Loop free capability
MINT avoids internall loops by the nature of its operation:
- Broadcast frames are only forwarded by the receiving unit and only once to each MINT node in the same switch group with the one that initially filtered the broadcast in case of external generated broadcast and only once to every MINT node in case of internal generated broadcast or multicast.
- The units that receive a broadcast from the MINT network will either process it locally, drop it or switch it to the external network, but never resend it inside the MINT network.
Even if MINT will not create loops inside the MINT network, the external network can still cause loops if the switch group configuration is not taken into account.
The picture below illustrates a typical scenario that can cause loops. Several units are connected to the same switch as part of an Ethernet segment. The PRF over Ethernet interfaces are used to unify the MINT area in order to offer alternative paths (redundancy) between the MINT nodes.
If the Ethernet interface is included in the switch group for all the units connected to the switches, loops will be created as shown at the figure above:
- Loop between Unit 1 – Unit 2 – SW1, both clockwise and counterclockwise (red color in the picture). When SW1 receives a broadcast it will flood it to Unit 1 and Unit 2. Unit 1 will send a copy of the external broadcast to all other units in the MINT network, including Unit 2. Unit 2 receives the external broadcast from Unit 1 and switches it to the external network, back to the Switch. SW1 floods back the Unit 1 resulting in the clockwise loop.
- Loop between all the units and the external switches (orange color).

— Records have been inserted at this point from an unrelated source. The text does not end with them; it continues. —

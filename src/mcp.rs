use anyhow::Result;
use pdftask::tasks::{
    annotate, compress, decrypt, delete_pages, encrypt, extract_text, html_to_pdf, images_to_pdf,
    merge, metadata, ocr, pdf_to_images, rotate, split, watermark,
};
use pdftask::{Config, TaskContext, TaskKind};
use rmcp::{
    ServerHandler, ServiceExt,
    handler::server::{router::tool::ToolRouter, wrapper::Parameters},
    model::{ServerCapabilities, ServerInfo},
    tool, tool_handler, tool_router,
};
use serde::Serialize;
use std::sync::Arc;
use tracing::{debug, info, warn};

#[derive(Debug, Clone)]
pub struct PdfTaskServer {
    config: Arc<Config>,
    tool_router: ToolRouter<Self>,
}

impl PdfTaskServer {
    pub fn new(config: Arc<Config>) -> Self {
        Self {
            config,
            tool_router: Self::tool_router(),
        }
    }

    /// Run `task` on the blocking pool with a fresh context and render the
    /// result as JSON, or as `Error: <operation>: <reason>`.
    async fn execute<O, F>(&self, kind: TaskKind, task: F) -> String
    where
        O: Serialize + Send + 'static,
        F: FnOnce(&TaskContext) -> pdftask::Result<O> + Send + 'static,
    {
        let ctx = TaskContext::new(Arc::clone(&self.config))
            .with_progress(move |value| debug!(task = %kind, progress = value, "Progress"));
        let job_id = ctx.job_id.clone();
        info!(task = %kind, %job_id, "Tool call");

        match tokio::task::spawn_blocking(move || task(&ctx)).await {
            Ok(Ok(output)) => {
                serde_json::to_string_pretty(&output).unwrap_or_else(|e| format!("Error: {}", e))
            }
            Ok(Err(err)) => {
                warn!(task = %kind, %job_id, kind = ?err.kind(), error = %err, "Task failed");
                format!("Error: {}", kind.describe_failure(&err))
            }
            Err(join) => format!("Error: {}: {}", kind.failure_prefix(), join),
        }
    }
}

#[tool_router]
impl PdfTaskServer {
    #[tool(description = "Split a PDF into single pages, page ranges (e.g. '1-3,5-7'), bookmark sections, or parts of pages_per_part pages")]
    async fn split(&self, Parameters(params): Parameters<split::Params>) -> String {
        self.execute(TaskKind::Split, move |ctx| split::run(params, ctx)).await
    }

    #[tool(description = "Delete pages from a PDF, e.g. pages_to_delete '2,4-6'")]
    async fn delete_pages(&self, Parameters(params): Parameters<delete_pages::Params>) -> String {
        self.execute(TaskKind::DeletePages, move |ctx| delete_pages::run(params, ctx))
            .await
    }

    #[tool(description = "Rotate pages of a PDF clockwise by 90, 180 or 270 degrees")]
    async fn rotate(&self, Parameters(params): Parameters<rotate::Params>) -> String {
        self.execute(TaskKind::Rotate, move |ctx| rotate::run(params, ctx)).await
    }

    #[tool(description = "Merge PDFs in order, optionally keeping bookmarks and adding page numbers. Unreadable files are skipped and listed")]
    async fn merge(&self, Parameters(params): Parameters<merge::Params>) -> String {
        self.execute(TaskKind::Merge, move |ctx| merge::run(params, ctx)).await
    }

    #[tool(description = "Add a text or image watermark to every page of a PDF")]
    async fn watermark(&self, Parameters(params): Parameters<watermark::Params>) -> String {
        self.execute(TaskKind::Watermark, move |ctx| watermark::run(params, ctx))
            .await
    }

    #[tool(description = "Draw a text, highlight, note or stamp annotation on one page of a PDF")]
    async fn annotate(&self, Parameters(params): Parameters<annotate::Params>) -> String {
        self.execute(TaskKind::Annotate, move |ctx| annotate::run(params, ctx))
            .await
    }

    #[tool(description = "Password-protect a PDF and set printing, copying and modification permissions")]
    async fn encrypt(&self, Parameters(params): Parameters<encrypt::Params>) -> String {
        self.execute(TaskKind::Encrypt, move |ctx| encrypt::run(params, ctx)).await
    }

    #[tool(description = "Remove password protection from a PDF using its user or owner password")]
    async fn decrypt(&self, Parameters(params): Parameters<decrypt::Params>) -> String {
        self.execute(TaskKind::Decrypt, move |ctx| decrypt::run(params, ctx)).await
    }

    #[tool(description = "Extract the text of selected pages into a Markdown file with one section per page")]
    async fn extract_text(&self, Parameters(params): Parameters<extract_text::Params>) -> String {
        self.execute(TaskKind::ExtractText, move |ctx| extract_text::run(params, ctx))
            .await
    }

    #[tool(description = "Reduce PDF size by recompressing streams and dropping unused objects and metadata")]
    async fn compress(&self, Parameters(params): Parameters<compress::Params>) -> String {
        self.execute(TaskKind::Compress, move |ctx| compress::run(params, ctx))
            .await
    }

    #[tool(description = "Make a scanned PDF searchable by adding an invisible OCR text layer")]
    async fn ocr(&self, Parameters(params): Parameters<ocr::Params>) -> String {
        self.execute(TaskKind::Ocr, move |ctx| ocr::run(params, ctx)).await
    }

    #[tool(description = "Convert an HTML file, HTML string or URL to PDF with a page size, orientation and margins")]
    async fn html_to_pdf(&self, Parameters(params): Parameters<html_to_pdf::Params>) -> String {
        self.execute(TaskKind::HtmlToPdf, move |ctx| html_to_pdf::run(params, ctx))
            .await
    }

    #[tool(description = "Combine images (files or directories) into a PDF with one page per image")]
    async fn images_to_pdf(&self, Parameters(params): Parameters<images_to_pdf::Params>) -> String {
        self.execute(TaskKind::ImagesToPdf, move |ctx| images_to_pdf::run(params, ctx))
            .await
    }

    #[tool(description = "Render every page of a PDF to page_<n>.png files")]
    async fn pdf_to_images(&self, Parameters(params): Parameters<pdf_to_images::Params>) -> String {
        self.execute(TaskKind::PdfToImages, move |ctx| pdf_to_images::run(params, ctx))
            .await
    }

    #[tool(description = "Read a PDF's document information (title, author, producer, dates) and page count")]
    async fn metadata(&self, Parameters(params): Parameters<metadata::Params>) -> String {
        self.execute(TaskKind::Metadata, move |ctx| metadata::run(params, ctx))
            .await
    }
}

#[tool_handler]
impl ServerHandler for PdfTaskServer {
    fn get_info(&self) -> ServerInfo {
        ServerInfo {
            instructions: Some(
                "PDF processing tools. Each tool takes file paths and options and returns a JSON \
                 result, or a message starting with 'Error:'. Page ranges use 1-indexed numbers \
                 like '1,3,5-7' or 'all'."
                    .to_string(),
            ),
            capabilities: ServerCapabilities::builder().enable_tools().build(),
            ..Default::default()
        }
    }
}

pub async fn run_server(config: Arc<Config>) -> Result<()> {
    let server = PdfTaskServer::new(config);

    let service = server.serve((tokio::io::stdin(), tokio::io::stdout())).await?;

    service.waiting().await?;

    Ok(())
}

However, if the Ethernet interface is not included in the switch group on Unit 2 for example, the behavior changes:
- Only Unit 1 receives the broadcast from SW1, sends a copy of the external broadcast to all the nodes including Unit 2 as they are all in the same switch group. Unit 2 will drop both the external broadcast from SW1 and the MINT copy from Unit 1 since it does not communicate with the external network (Ethernet is not included in the switch group).
In order to avoid loops caused by the external network, one of the following methods can be applied:
- If N units are connected to the same switch, add the Ethernet interface to the switch groups only for one of the units. This way, only one Ethernet interface will communicate with the external network, the other Ethernet interfaces will use the PRF protocol to communicate with the adjacent unit and will not participate in the L2 switching process;
MINT offers an additional feature for avoiding loops. STP has a specific design for the InfiNet units, by blocking switch groups instead of physical ports like in the classical implementation. The advantage of this solution over removing the Ethernet ports from the switch group is that all units connected to the Ethernet switch are allowed to communicate with the external network, avoiding single points of failure.

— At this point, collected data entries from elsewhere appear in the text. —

use crate::batch::{BestEffort, Skipped};
use crate::context::TaskContext;
use crate::error::{Result, TaskError};
use crate::pdf::document::media_box;
use crate::pdf::merge::merge_documents;
use crate::pdf::overlay::{Layer, Overlay, Rgb, StandardFont};
use crate::pdf::PdfDocument;
use lopdf::Document;
use rmcp::schemars;
use serde::{Deserialize, Serialize};
use std::path::PathBuf;
use tracing::{info, instrument};

const PAGE_NUMBER_SIZE: f32 = 10.0;
const PAGE_NUMBER_BASELINE: f32 = 20.0;

#[derive(Debug, Clone, Deserialize, clap::Args, schemars::JsonSchema)]
pub struct Params {
    /// PDF files in merge order; missing or unreadable files are skipped
    #[arg(long, num_args = 1.., required = true)]
    pub pdf_files: Vec<PathBuf>,
    #[arg(long)]
    pub output_path: PathBuf,
    /// Carry every file's bookmarks over to the merged document
    #[arg(long)]
    #[serde(default)]
    pub preserve_bookmarks: bool,
    /// Stamp continuous page numbers at the bottom center of every page
    #[arg(long)]
    #[serde(default)]
    pub add_page_numbers: bool,
}

#[derive(Debug, Clone, Serialize)]
pub struct Output {
    pub output_path: PathBuf,
    pub total_pages: u32,
    pub file_count: usize,
    pub skipped: Vec<Skipped>,
}

#[instrument(skip_all, fields(files = params.pdf_files.len()))]
pub fn run(params: Params, ctx: &TaskContext) -> Result<Output> {
    if params.pdf_files.is_empty() {
        return Err(TaskError::invalid_parameter("No PDF files provided for merging"));
    }

    let mut progress = ctx.progress(params.pdf_files.len()).with_ceiling(90.0);
    let mut batch: BestEffort<Document> = BestEffort::new();
    for path in &params.pdf_files {
        progress.checkpoint()?;
        match PdfDocument::open(path) {
            Ok(pdf) => batch.accept(pdf.doc),
            Err(err) => batch.skip(path, err),
        }
        progress.advance();
    }
    if batch.is_empty() {
        return Err(TaskError::invalid_parameter("None of the PDF files could be read"));
    }

    let file_count = batch.accepted.len();
    let mut merged = merge_documents(batch.accepted, params.preserve_bookmarks)?;

    if params.add_page_numbers {
        number_pages(&mut merged, ctx)?;
    }

    PdfDocument::save(&mut merged, &params.output_path)?;
    progress.finish();

    let total_pages = merged.get_pages().len() as u32;
    info!(file_count, total_pages, skipped = batch.skipped.len(), "PDFs merged");
    Ok(Output {
        output_path: params.output_path,
        total_pages,
        file_count,
        skipped: batch.skipped,
    })
}

fn number_pages(doc: &mut Document, ctx: &TaskContext) -> Result<()> {
    let pages: Vec<_> = doc.get_pages().into_iter().collect();
    for (number, page_id) in pages {
        ctx.check_cancelled()?;
        let [x0, _, x1, _] = media_box(doc, page_id);
        let mut overlay = Overlay::new();
        overlay.fill_color(Rgb::BLACK).centered_text(
            StandardFont::Helvetica,
            PAGE_NUMBER_SIZE,
            (x1 - x0).abs() / 2.0,
            PAGE_NUMBER_BASELINE,
            &number.to_string(),
        );
        overlay.apply(doc, page_id, Layer::Foreground)?;
    }
    Ok(())
}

There are risks in implementing this solution and InfiNet Wireless should be contacted for the practical aspect considerations.
MINT protocol enables sending and execution of any CLI command from the local unit to the remote unit in the MINT network, even if control over the remote unit was lost.
By design, the MINT protocol deals with sending data frames via multiple network paths and this capability allows the implementation of redundancy configurations using multiple parallel connections between one endpoint and another.